Results : PnPP-19 induced central antinociception in mice in the doses of 0.5 and 1 μg. The non-selective opioid receptor antagonist naloxone (2.5 and 5 μg), μ-opioid receptor antagonist clocinnamox (2 and 4 μg), δ-opioid receptor antagonist naltrindole (6 and 12 μg) and CB1 receptor antagonist AM251 (2 and 4 μg) partially inhibited the antinociceptive effect of PnPP-19 (1 μg). Additionally, the anandamide amidase inhibitor MAFP (0.2 μg), the anandamide uptake inhibitor VDM11 (4 μg) and the aminopeptidase inhibitor bestatin (20 μg) significantly enhanced the antinociception induced by a low dose of PnPP-19 (0.5 μg). In contrast, the κ-opioid receptor antagonist nor-binaltorphimine (10 μg and 20 μg) and the CB2 receptor antagonist AM630 (2 and 4 μg) do not appear to be involved in this effect.

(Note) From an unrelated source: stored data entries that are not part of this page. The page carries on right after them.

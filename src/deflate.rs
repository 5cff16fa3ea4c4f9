//! zlib/Deflate bridge for `Deflate` PAK packets
//!
//! A thin adapter over `flate2` with a pre-known output size. Built without
//! the `zlib` feature it is a stub that always reports zero bytes, and the
//! dispatcher in [`crate::codec`] falls back to LZW.

/// True when the crate was built with Deflate support
pub fn is_available() -> bool {
    cfg!(feature = "zlib")
}

/// Inflate a zlib stream into `output`, returning the number of bytes written
///
/// Returns 0 on any decoder error. Output that does not fit is dropped.
#[cfg(feature = "zlib")]
pub fn inflate_into(input: &[u8], output: &mut [u8]) -> usize {
    use flate2::read::ZlibDecoder;
    use std::io::Read;

    if input.is_empty() || output.is_empty() {
        return 0;
    }

    let mut decoder = ZlibDecoder::new(input);
    let mut written = 0;
    while written < output.len() {
        match decoder.read(&mut output[written..]) {
            Ok(0) => break,
            Ok(n) => written += n,
            Err(e) => {
                log::debug!("inflate failed after {written} bytes: {e}");
                return 0;
            }
        }
    }
    written
}

/// Inflate a zlib stream into `output`, returning the number of bytes written
///
/// Built without the `zlib` feature: always 0.
#[cfg(not(feature = "zlib"))]
pub fn inflate_into(_input: &[u8], _output: &mut [u8]) -> usize {
    0
}

/// Inflate into a new buffer of at most `capacity` bytes
pub fn inflate(input: &[u8], capacity: usize) -> Vec<u8> {
    let mut output = vec![0u8; capacity];
    let written = inflate_into(input, &mut output);
    output.truncate(written);
    output
}
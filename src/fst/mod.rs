//! FST flat-table archives
//!
//! An FST file is a little-endian `u32` entry count followed by that many
//! 262-byte records and then the file data:
//!
//! | Offset | Size | Field |
//! |--------|------|-------|
//! | 0 | 4 | data offset |
//! | 4 | 4 | compressed size |
//! | 8 | 4 | uncompressed size |
//! | 12 | 250 | path, backslash separated, NUL padded |
//!
//! An entry is LZW compressed when `0 < compressed < uncompressed`.

mod archive;
mod entry;

pub use archive::FstArchive;
pub use entry::{normalize_path, FstEntry};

Conclusions : PnPP-19-induced central antinociception involves the activation of CB1 cannabinoid, μ- and δ-opioid receptors. Mobilization of endogenous opioids and cannabinoids might be required for the activation of those receptors, since inhibitors of endogenous substances potentiate the effect of PnPP-19. Our results contribute to elucidating the action of the peptide PnPP-19 in the antinociceptive pathway.

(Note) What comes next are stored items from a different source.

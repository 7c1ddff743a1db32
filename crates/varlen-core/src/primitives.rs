// Copyright (c) 2025-2026 Federico Hoerth <memparanoid@gmail.com>
// SPDX-License-Identifier: GPL-3.0-only
// See LICENSE in the repository root for full license text.

use crate::error::DomainError;

/// Narrows `value` to a single output byte.
///
/// Values above 255 are reported as a [`DomainError`] against `codec`.
#[inline(always)]
pub fn byte_of(value: u64, codec: &'static str) -> Result<u8, DomainError> {
    u8::try_from(value).map_err(|_| DomainError {
        codec,
        reason: "byte value exceeds 255",
    })
}

/// Number of significant bits in `value` (0 for 0).
#[inline(always)]
pub(crate) const fn bit_length(value: u64) -> u32 {
    u64::BITS - value.leading_zeros()
}

/// Number of 7-bit groups needed to hold `value`, at least one.
#[inline(always)]
pub(crate) const fn septets(value: u64) -> usize {
    let bits = bit_length(value) as usize;
    if bits == 0 { 1 } else { bits.div_ceil(7) }
}

/// Number of whole bytes needed to hold `value`, at least `min`.
#[inline(always)]
pub(crate) const fn octets(value: u64, min: usize) -> usize {
    let bytes = (bit_length(value) as usize).div_ceil(8);
    if bytes < min { min } else { bytes }
}
// Copyright (c) 2025-2026 Federico Hoerth <memparanoid@gmail.com>
// SPDX-License-Identifier: GPL-3.0-only
// See LICENSE in the repository root for full license text.

use core::fmt::Debug;

use crate::error::DecodeError;
use crate::traits::VarintCodec;

use super::test_breaker::{TestBreakerBehaviour, TestBreakerSource};

/// Checks `value <-> bytes` in both directions for every pair.
///
/// Decoding must consume exactly `bytes.len()` bytes, and the canonical length
/// reported by `encoded_len` must agree.
pub fn assert_vectors<C>(vectors: &[(&[u8], C::Value)])
where
    C: VarintCodec,
    C::Value: PartialEq + Debug,
{
    for &(bytes, value) in vectors {
        let encoded = C::encode(value).expect("Failed to encode(..)");
        assert_eq!(encoded, bytes, "{}: encode({value:?})", C::NAME);

        let len = C::encoded_len(value).expect("Failed to encoded_len(..)");
        assert_eq!(len, bytes.len(), "{}: encoded_len({value:?})", C::NAME);

        let mut source = TestBreakerSource::new(TestBreakerBehaviour::None, bytes);
        let decoded = C::decode_from(&mut source).expect("Failed to decode_from(..)");
        assert_eq!(decoded, value, "{}: decode({bytes:02X?})", C::NAME);
        assert_eq!(source.consumed(), bytes.len(), "{}: decode({bytes:02X?}) consumed", C::NAME);
    }
}

/// encode -> decode -> encode, asserting the value and the bytes survive.
pub fn assert_roundtrip<C>(value: C::Value)
where
    C: VarintCodec,
    C::Value: PartialEq + Debug,
{
    let encoded = C::encode(value).expect("Failed to encode(..)");

    assert!(encoded.len() <= C::MAX_ENCODED_LEN);
    assert_eq!(
        encoded.len(),
        C::encoded_len(value).expect("Failed to encoded_len(..)")
    );

    let mut cursor = encoded.as_slice();
    let decoded = C::decode_from(&mut cursor).expect("Failed to decode_from(..)");
    assert_eq!(decoded, value, "{}: roundtrip", C::NAME);
    assert!(cursor.is_empty(), "{}: trailing bytes after decode", C::NAME);

    let reencoded = C::encode(decoded).expect("Failed to encode(..)");
    assert_eq!(reencoded, encoded, "{}: re-encode", C::NAME);
}

/// Every strict prefix of `bytes` must fail with `TruncatedInput`.
pub fn assert_truncated_prefixes<C>(bytes: &[u8])
where
    C: VarintCodec,
    C::Value: Debug,
{
    for len in 0..bytes.len() {
        let result = C::decode(&bytes[..len]);
        assert!(
            matches!(result, Err(DecodeError::TruncatedInput)),
            "{}: decode of {len}-byte prefix of {bytes:02X?} returned {result:?}",
            C::NAME
        );
    }
}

Keywords : Peptide PnPP-19, Central antinociception, Phoneutria nigriventer, μ-opioid receptor, δ-opioid receptor, CB1 receptor, CB2 receptor
PnPP-19 is a synthetic peptide that contains 19 amino acid residues . It represents a part of the primary structure of the native toxin PnTx2-6, also known as δ- ctenitoxin-Pn2a , which was isolated from the venom of the spider Phoneutria nigriventer . Some peptides purified from the venom of this spider have been identified as potential sources of drugs for pain treatment. For example, PnTx3-3, renamed ω-ctenitoxin- Pn2a , showed an antinociceptive effect in different models of neuropathic pain . Additionally, Phα1β neurotoxin, another toxin isolated from that same venom, induced antinociception in models of neuropathic and inflammatory pain .
Cannabinoids and opioids are two separate groups of psychoactive drugs that exhibit several similar pharmacological effects, including analgesia, sedation, hypothermia and inhibition of motor activity [6–8]. In recent years, our group has demonstrated the involvement of endogenous opioids and cannabinoids in the antinociceptive action of several substances [9, 10]. Receptors for both drugs are coupled to similar intracellular signaling mechanisms and the interaction between cannabinoid and opioid systems in the nociceptive pathway has been the focus of much attention [9, 11–15].
Interestingly, it has been shown that endogenous opioids are involved in antinociception induced by a scorpion toxin . Therefore, it is hypothesized that pain relief induced by alpha- or beta- scorpion toxins may implicate the activation of an endogenous opioid system. The analgesic effect of those toxins might be partially due to the activation of diffuse noxious inhibitory controls of supra-spinal origin, which are linked to a counter-irritation phenomenon and release of endogenous opioids . Thus, opioid peptides may be involved in the action mechanism of other toxins, particularly toxins from other arthropods, such as the spider Phoneutria nigriventer.
Recently we have shown that PnPP-19 induces antinociception in the peripheral nervous system . We suggested that this effect is attributable to an inhibition of the neutral endopeptidase (neprilysin), which may lead to an increase of enkephalin levels and may cause activation of both μ- and δ-opioid receptors. In addition, we showed evidence that the receptor CB1 is implicated in the antinociceptive effect induced by PnPP-19.
Given the lack of information concerning the antinociceptive effect of PnPP-19 on the central nervous system (CNS), the aim of the present study was to determine the possible effect of this peptide on the CNS and investigate whether there is an involvement of the cannabinoid and opioid systems.